_Problem_
Starting at the first line of the data below, write out each line exactly until you reach the line containing "use crate::queue::TransactionQueue;", and include that line too.

_Data for the task_
//! Wallet balance reconciliation.
//!
//! Two layers: the last server-confirmed balance (stored in
//! `wallet_balances`) and the optimistic delta of the wallet's queued
//! transactions. The displayed balance is always `project_balance` of the
//! two; nothing stores the projected figure.

use chrono::{DateTime, Utc};
use rusqlite::{params, Connection, OptionalExtension};
use serde::Serialize;
use std::sync::Arc;
use tokio::sync::broadcast;
use tracing::{info, warn};

use crate::api::TransactionApi;
use crate::error::Result;
use crate::models::{format_ts, OfflineTransaction};
use crate::queue::TransactionQueue;

const EVENT_CAPACITY: usize = 64;

/// Confirmed balance plus the signed amounts of every queued transaction
/// that may still apply (not synced, not flagged for the operator).
pub fn project_balance<'a, I>(confirmed: i64, queued: I) -> i64
where
    I: IntoIterator<Item = &'a OfflineTransaction>,
{
    queued
        .into_iter()
        .filter(|tx| tx.contributes_to_projection())
        .fold(confirmed, |acc, tx| acc.saturating_add(tx.amount))
}

pub(crate) fn confirmed_balance(conn: &Connection, wallet_id: &str) -> Result<Option<i64>> {
    let balance = conn
        .query_row(
            "SELECT confirmed_balance FROM wallet_balances WHERE wallet_id = ?1",
            params![wallet_id],
            |row| row.get(0),
        )
        .optional()?;
    Ok(balance)
}

pub(crate) fn record_confirmed_balance(
    conn: &Connection,
    wallet_id: &str,
    balance: i64,
    source_receipt_id: Option<&str>,
    at: DateTime<Utc>,
) -> Result<()> {
    conn.execute(
        "INSERT INTO wallet_balances (wallet_id, confirmed_balance, source_receipt_id, confirmed_at)
         VALUES (?1, ?2, ?3, ?4)
         ON CONFLICT(wallet_id) DO UPDATE SET
            confirmed_balance = excluded.confirmed_balance,
            source_receipt_id = excluded.source_receipt_id,
            confirmed_at = excluded.confirmed_at",
        params![wallet_id, balance, source_receipt_id, format_ts(at)],
    )?;
    Ok(())
}

#[derive(Debug, Clone, PartialEq, Eq, Serialize)]
#[serde(rename_all = "camelCase")]
pub struct WalletBalance {
    pub wallet_id: String,
    /// `None` until the server has confirmed anything for this wallet.
    pub confirmed: Option<i64>,
    pub pending_delta: i64,
    pub displayed: i64,
}

#[derive(Debug, Clone, PartialEq, Eq, Serialize)]
#[serde(tag = "type", rename_all = "camelCase")]
pub enum WalletEvent {
    #[serde(rename_all = "camelCase")]
    BalanceConfirmed {
        wallet_id: String,
        receipt_id: String,
        balance: i64,
    },
    /// The sale did not apply; its amount left the projection.
    #[serde(rename_all = "camelCase")]
    SaleReversed {
        wallet_id: String,
        receipt_id: String,
        amount: i64,
        reason: String,
    },
}

pub struct WalletReconciler {
    queue: Arc<TransactionQueue>,
    api: Arc<dyn TransactionApi>,
    events: broadcast::Sender<WalletEvent>,
}

impl WalletReconciler {
    pub fn new(queue: Arc<TransactionQueue>, api: Arc<dyn TransactionApi>) -> Self {
        let (events, _) = broadcast::channel(EVENT_CAPACITY);
        Self { queue, api, events }
    }

    pub fn subscribe(&self) -> broadcast::Receiver<WalletEvent> {
        self.events.subscribe()
    }

    pub fn balance(&self, wallet_id: &str) -> Result<WalletBalance> {
        let confirmed = {
            let conn = self.queue.db().lock()?;
            confirmed_balance(&conn, wallet_id)?
        };
        let queued = self.queue.list_for_wallet(wallet_id)?;
        let base = confirmed.unwrap_or(0);
        let displayed = project_balance(base, &queued);
        Ok(WalletBalance {
            wallet_id: wallet_id.to_string(),
            confirmed,
            pending_delta: displayed - base,
            displayed,
        })
    }

    pub fn displayed_balance(&self, wallet_id: &str) -> Result<i64> {
        Ok(self.balance(wallet_id)?.displayed)
    }

    /// Record a balance learned outside the sync path, e.g. from a wallet
    /// lookup at the point of sale.
    pub fn seed_confirmed_balance(&self, wallet_id: &str, balance: i64) -> Result<()> {
        let conn = self.queue.db().lock()?;
        record_confirmed_balance(&conn, wallet_id, balance, None, Utc::now())?;
        info!(wallet_id = %wallet_id, balance, "Confirmed wallet balance seeded");
        Ok(())
    }

    /// Fetch the authoritative balance from the server.
    ///
    /// Must not run while a pass is submitting this wallet's transactions:
    /// an applied-but-unconfirmed submission would be counted twice until
    /// the pass confirms it.
    pub async fn refresh(&self, wallet_id: &str) -> Result<WalletBalance> {
        let balance = self.api.fetch_wallet_balance(wallet_id).await?;
        self.seed_confirmed_balance(wallet_id, balance)?;
        self.balance(wallet_id)
    }

    /// Called after `mark_synced` replaced the delta with `confirmed`.
    pub fn on_synced(&self, tx: &OfflineTransaction, confirmed: i64) {
        let _ = self.events.send(WalletEvent::BalanceConfirmed {
            wallet_id: tx.wallet_id.clone(),
            receipt_id: tx.receipt_id.clone(),
            balance: confirmed,
        });
    }

    /// Called after a row was flagged for the operator. Its amount no longer
    /// counts toward the displayed balance.
    pub fn on_rejected(&self, tx: &OfflineTransaction, reason: &str) {
        warn!(
            wallet_id = %tx.wallet_id,
            receipt_id = %tx.receipt_id,
            amount = tx.amount,
            reason = %reason,
            "Sale did not apply; reversed from projected balance"
        );
        let _ = self.events.send(WalletEvent::SaleReversed {
            wallet_id: tx.wallet_id.clone(),
            receipt_id: tx.receipt_id.clone(),
            amount: tx.amount,
            reason: reason.to_string(),
        });
    }
}

#[cfg(test)]
mod tests {
    use super::*;
    use crate::db;
    use crate::models::{NewTransaction, PaymentMethod, ServerTransaction};
    use crate::queue::FailureUpdate;
    use crate::testing::FakeApi;

    fn setup() -> (Arc<TransactionQueue>, Arc<FakeApi>, WalletReconciler) {
        let queue = Arc::new(TransactionQueue::new(Arc::new(
            db::open_in_memory().expect("in-memory db"),
        )));
        let api = Arc::new(FakeApi::default());
        let reconciler = WalletReconciler::new(queue.clone(), api.clone());
        (queue, api, reconciler)
    }

    fn sale(wallet: &str, amount: i64) -> NewTransaction {
        NewTransaction {
            receipt_id: None,
            wallet_id: wallet.into(),
            amount,
            items: vec![],
            payment_method: PaymentMethod::Cashless,
            created_at: None,
        }
    }

    #[test]
    fn test_projection_adds_pending_deltas_to_confirmed() {
        let (queue, _, reconciler) = setup();
        reconciler.seed_confirmed_balance("W1", 5_000).unwrap();
        queue.enqueue(sale("W1", -500)).unwrap();
        queue.enqueue(sale("W1", 2_000)).unwrap();
        queue.enqueue(sale("W2", -999)).unwrap();

        let balance = reconciler.balance("W1").unwrap();
        assert_eq!(balance.confirmed, Some(5_000));
        assert_eq!(balance.pending_delta, 1_500);
        assert_eq!(balance.displayed, 6_500);
    }

    #[test]
    fn test_sync_replaces_delta_with_server_balance() {
        let (queue, _, reconciler) = setup();
        reconciler.seed_confirmed_balance("W1", 5_000).unwrap();
        let id = queue.enqueue(sale("W1", -500)).unwrap();
        assert_eq!(reconciler.displayed_balance("W1").unwrap(), 4_500);

        queue.mark_syncing(&id).unwrap();
        // Server disagrees with the local view (e.g. a top-up elsewhere).
        queue
            .mark_synced(
                &id,
                &ServerTransaction {
                    id: "srv".into(),
                    receipt_id: None,
                    balance_after: Some(9_500),
                },
            )
            .unwrap();
        assert_eq!(reconciler.displayed_balance("W1").unwrap(), 9_500);
        queue.remove(&id).unwrap();
        assert_eq!(reconciler.displayed_balance("W1").unwrap(), 9_500);
    }

    #[test]
    fn test_rejected_sale_is_reversed_and_announced() {
        let (queue, _, reconciler) = setup();
        let mut events = reconciler.subscribe();
        reconciler.seed_confirmed_balance("W1", 100).unwrap();
        let id = queue.enqueue(sale("W1", -500)).unwrap();
        assert_eq!(reconciler.displayed_balance("W1").unwrap(), -400);

        queue.mark_syncing(&id).unwrap();
        let failed = queue
            .mark_failed(
                &id,
                &FailureUpdate {
                    error: "Insufficient funds".into(),
                    next_retry_at: None,
                    needs_attention: true,
                },
            )
            .unwrap();
        reconciler.on_rejected(&failed, "Insufficient funds");

        assert_eq!(reconciler.displayed_balance("W1").unwrap(), 100);
        match events.try_recv().unwrap() {
            WalletEvent::SaleReversed { amount, reason, .. } => {
                assert_eq!(amount, -500);
                assert_eq!(reason, "Insufficient funds");
            }
            other => panic!("unexpected event {other:?}"),
        }
    }

    #[test]
    fn test_retryable_failures_keep_contributing() {
        let (queue, _, reconciler) = setup();
        let id = queue.enqueue(sale("W1", -500)).unwrap();
        queue.mark_syncing(&id).unwrap();
        queue
            .mark_failed(
                &id,
                &FailureUpdate {
                    error: "HTTP 503".into(),
                    next_retry_at: None,
                    needs_attention: false,
                },
            )
            .unwrap();
        assert_eq!(reconciler.displayed_balance("W1").unwrap(), -500);
    }

    #[tokio::test]
    async fn test_refresh_uses_server_balance() {
        let (queue, api, reconciler) = setup();
        api.set_wallet_balance("W1", 7_000);
        queue.enqueue(sale("W1", -1_000)).unwrap();

        let balance = reconciler.refresh("W1").await.unwrap();
        assert_eq!(balance.confirmed, Some(7_000));
        assert_eq!(balance.displayed, 6_000);
    }
}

_Task result_
//! Wallet balance reconciliation.
//!
//! Two layers: the last server-confirmed balance (stored in
//! `wallet_balances`) and the optimistic delta of the wallet's queued
//! transactions. The displayed balance is always `project_balance` of the
//! two; nothing stores the projected figure.

use chrono::{DateTime, Utc};
use rusqlite::{params, Connection, OptionalExtension};
use serde::Serialize;
use std::sync::Arc;
use tokio::sync::broadcast;
use tracing::{info, warn};

use crate::api::TransactionApi;
use crate::error::Result;
use crate::models::{format_ts, OfflineTransaction};
use crate::queue::TransactionQueue;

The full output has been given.